- Born: June 28, 1884 Berlin, German Empire
- Died: February 13, 1957 (aged 72) Istanbul, Turkey
- Education: University of Breslau, University of Strasbourg
- Known for: Medical education in Turkey
- Scientific career
- Fields: Internal medicine, Diabetology, Nephrology
- Workplaces: University of Breslau, Istanbul University

= Erich Frank =

German physician and internist (1884–1957)

Alfred Erich Frank (28 June 1884 – 13 February 1957) was a German-Jewish physician and internist. He held positions as chief physician in Breslau (now Wrocław, Poland) and professor of internal medicine at the University of Breslau and University of Istanbul. After fleeing Nazi Germany in 1933, Frank spent 23 years as director of the Second Department of Internal Medicine at Istanbul University, where he contributed to the development of internal medicine teaching in Turkey.

== Early life and education ==
Frank was born in Berlin in 1884 to Albert Frank, a Jewish merchant, and his wife Dorothea, née Jungmann. He was raised in Breslau and attended the Königliches König Wilhelms-Gymnasium, graduating in 1902.

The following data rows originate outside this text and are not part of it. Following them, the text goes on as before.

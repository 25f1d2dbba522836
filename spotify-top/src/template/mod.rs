//! Askama page rendering
//!
//! Pages are looked up by name in a [`TemplateRegistry`]. Every page gets
//! the same [`PageData`]; which parts it shows is up to the template.

use crate::error::TemplateError;
use crate::flash::FlashMessage;
use crate::settings::{Settings, TimeRange};
use crate::spotify::{Artist, Track, User};
use askama::Template;
use axum::{
    http::StatusCode,
    response::{Html, IntoResponse, Response},
};
use std::collections::HashMap;

/// Name of the page rendered for unknown template names
pub const NOT_FOUND_TEMPLATE: &str = "404";

/// Everything a page may display.
#[derive(Debug, Clone, Default)]
pub struct PageData {
    /// Current display settings
    pub settings: Settings,
    /// Flash messages drained for this render
    pub flashes: Vec<FlashMessage>,
    /// Whether the browser holds an authenticated state token
    pub logged_in: bool,
    /// Logged-in user, on the top pages
    pub user: Option<User>,
    /// Top artists, on `topartists`
    pub artists: Vec<Artist>,
    /// Top tracks, on `toptracks`
    pub tracks: Vec<Track>,
}

/// An entry of the time range picker.
#[derive(Debug, Clone, Copy, PartialEq, Eq)]
pub struct RangeOption {
    /// Form value
    pub value: &'static str,
    /// Human label
    pub label: &'static str,
    /// Whether this is the current setting
    pub selected: bool,
}

impl PageData {
    /// Data for a page with settings and flashes only.
    #[must_use]
    pub fn new(settings: Settings, flashes: Vec<FlashMessage>) -> Self {
        Self {
            settings,
            flashes,
            ..Self::default()
        }
    }

    /// Picker entries with the current range selected.
    #[must_use]
    pub fn range_options(&self) -> Vec<RangeOption> {
        TimeRange::ALL
            .into_iter()
            .map(|range| RangeOption {
                value: range.as_str(),
                label: range.label(),
                selected: range == self.settings.time_range,
            })
            .collect()
    }

    /// Name to greet the user with
    #[must_use]
    pub fn display_name(&self) -> &str {
        self.user.as_ref().map_or("", |user| user.display_name.as_str())
    }
}

#[derive(Template)]
#[template(path = "frontpage.html")]
struct FrontPage<'a> {
    page: &'a PageData,
}

#[derive(Template)]
#[template(path = "topartists.html")]
struct TopArtistsPage<'a> {
    page: &'a PageData,
}

#[derive(Template)]
#[template(path = "toptracks.html")]
struct TopTracksPage<'a> {
    page: &'a PageData,
}

#[derive(Template)]
#[template(path = "404.html")]
struct NotFoundPage<'a> {
    page: &'a PageData,
}

/// Renders one page.
pub type Renderer = fn(&PageData) -> askama::Result<String>;

fn frontpage(page: &PageData) -> askama::Result<String> {
    FrontPage { page }.render()
}

fn topartists(page: &PageData) -> askama::Result<String> {
    TopArtistsPage { page }.render()
}

fn toptracks(page: &PageData) -> askama::Result<String> {
    TopTracksPage { page }.render()
}

fn not_found(page: &PageData) -> askama::Result<String> {
    NotFoundPage { page }.render()
}

/// Named page renderers.
#[derive(Debug, Clone, Default)]
pub struct TemplateRegistry {
    renderers: HashMap<String, Renderer>,
}

impl TemplateRegistry {
    /// Empty registry
    #[must_use]
    pub fn new() -> Self {
        Self::default()
    }

    /// Registry with the application's pages.
    ///
    /// # Errors
    ///
    /// Returns [`TemplateError::Duplicate`] if a page name repeats.
    pub fn with_pages() -> Result<Self, TemplateError> {
        let mut registry = Self::new();
        registry.register("frontpage", frontpage)?;
        registry.register("topartists", topartists)?;
        registry.register("toptracks", toptracks)?;
        registry.register(NOT_FOUND_TEMPLATE, not_found)?;
        Ok(registry)
    }

    /// Add a page.
    ///
    /// # Errors
    ///
    /// Returns [`TemplateError::Duplicate`] if `name` is taken.
    pub fn register(&mut self, name: impl Into<String>, renderer: Renderer) -> Result<(), TemplateError> {
        let name = name.into();
        if self.renderers.contains_key(&name) {
            return Err(TemplateError::Duplicate(name));
        }
        self.renderers.insert(name, renderer);
        Ok(())
    }

    /// Render `name` to a string.
    ///
    /// Returns `Ok(None)` for unknown names.
    ///
    /// # Errors
    ///
    /// Returns [`TemplateError::Render`] if askama fails.
    pub fn render_to_string(&self, name: &str, page: &PageData) -> Result<Option<String>, TemplateError> {
        let Some(renderer) = self.renderers.get(name) else {
            return Ok(None);
        };
        Ok(Some(renderer(page)?))
    }

    /// Render `name` as an HTML response.
    ///
    /// Unknown names render the 404 page with status 404. Render failures
    /// are logged and answered with 500.
    pub fn render(&self, name: &str, page: &PageData) -> Response {
        let (status, rendered) = match self.render_to_string(name, page) {
            Ok(Some(html)) => (StatusCode::OK, Ok(Some(html))),
            Ok(None) => {
                tracing::warn!(template = name, "Unknown template, rendering 404 page");
                (StatusCode::NOT_FOUND, self.render_to_string(NOT_FOUND_TEMPLATE, page))
            }
            Err(err) => (StatusCode::INTERNAL_SERVER_ERROR, Err(err)),
        };

        match rendered {
            Ok(Some(html)) => (status, Html(html)).into_response(),
            Ok(None) => (StatusCode::NOT_FOUND, "Not Found").into_response(),
            Err(err) => {
                tracing::error!(template = name, error = %err, "Template rendering error");
                (StatusCode::INTERNAL_SERVER_ERROR, "Template rendering failed").into_response()
            }
        }
    }
}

Frank studied medicine at the University of Breslau and passed the state examination in 1907. He completed a practical year in internal medicine at the Municipal Hospital of Wiesbaden under Wilhelm Weintraud, a diabetes researcher. In 1908, he received his medical doctorate from the University of Strasbourg with the dissertation Über den genuinen orthostatischen Typ, supervised by Friedrich Moritz.

== Career ==

=== Germany (1908–1933) ===
From 1908 to 1911, Frank worked in Wiesbaden on metabolism and diabetes research. He participated in clinical testing of Salvarsan with Paul Ehrlich and published studies on experimental diabetes with Simon Isaac.

In 1911, Frank returned to Breslau to work under Oskar Minkowski, who had co-discovered the pancreatic origin of diabetes. Frank completed his habilitation in 1913 with a study on albuminuria and was appointed associate professor (extraordinarius) in 1919. He served as senior physician (Oberarzt) at Minkowski's clinic from 1918. In 1926, he became chief physician at the Wenzel-Hancke Hospital in Breslau, and in 1928 he was promoted to full professor of internal medicine at the university.

During this period, Frank published on diabetes insipidus and on hypertension. In 1926, Frank worked with Martin Nothmann and Arthur Wagner on Synthalin, an oral antidiabetic diguanidine compound.

=== Turkey (1933–1957) ===
In 1933, Frank was dismissed from his university positions under Nazi racial laws. He emigrated to Turkey with assistance from Albert Einstein and the pathologist Philipp Schwartz.

From 1934 until his death in 1957, Frank directed the Second Department of Internal Medicine at Istanbul University's Faculty of Medicine. He was accompanied by Kurt Steinitz, who managed the department's laboratory, and Elisabeth Wolff, who worked on dietary therapy.

In Istanbul, Frank published textbooks including Innere Klinik der Nierenkrankheiten (1941) and a three-volume work Klinik der Inneren Krankheiten (1951–1956), which was translated into Turkish. In 1951, he founded the journal Klinik İlim (Istanbul Journal of Clinical Medicine). Frank continued research on diabetes, publishing work on alloxan-induced diabetes in 1946. He also published Karbonhidrat Metabolizması Patolojisi in 1949.
According to Ulutin and Özden, Frank served as a consultant during Mustafa Kemal Atatürk's final illness in 1938.

== Death and legacy ==
Frank died in Istanbul on 13 February 1957 at age 72 and was buried at Aşiyan Cemetery.

Teaching halls at both Istanbul University Faculty of Medicine and Bezmialem Vakıf University have been named in Frank's honor.

In 1984, the Erich Frank Society (Erich-Frank-Gesellschaft) was established at LMU Munich to promote scientific cooperation and exchange programs between Munich and Istanbul. LMU Munich awards the Erich Frank Scholarship to medical students for study visits between Munich and Istanbul.

The Turkish government issued a commemorative stamp in 2007 marking the 50th anniversary of Frank's death.

== Selected publications ==
- Über den genuinen orthostatischen Typ. Strasbourg, 1908.
- Innere Klinik der Nierenkrankheiten. 1941.
- Karbonhidrat Metabolizması Patolojisi. Istanbul, 1949.
- Klinik der Inneren Krankheiten. 3 vols., Istanbul, 1951–1956.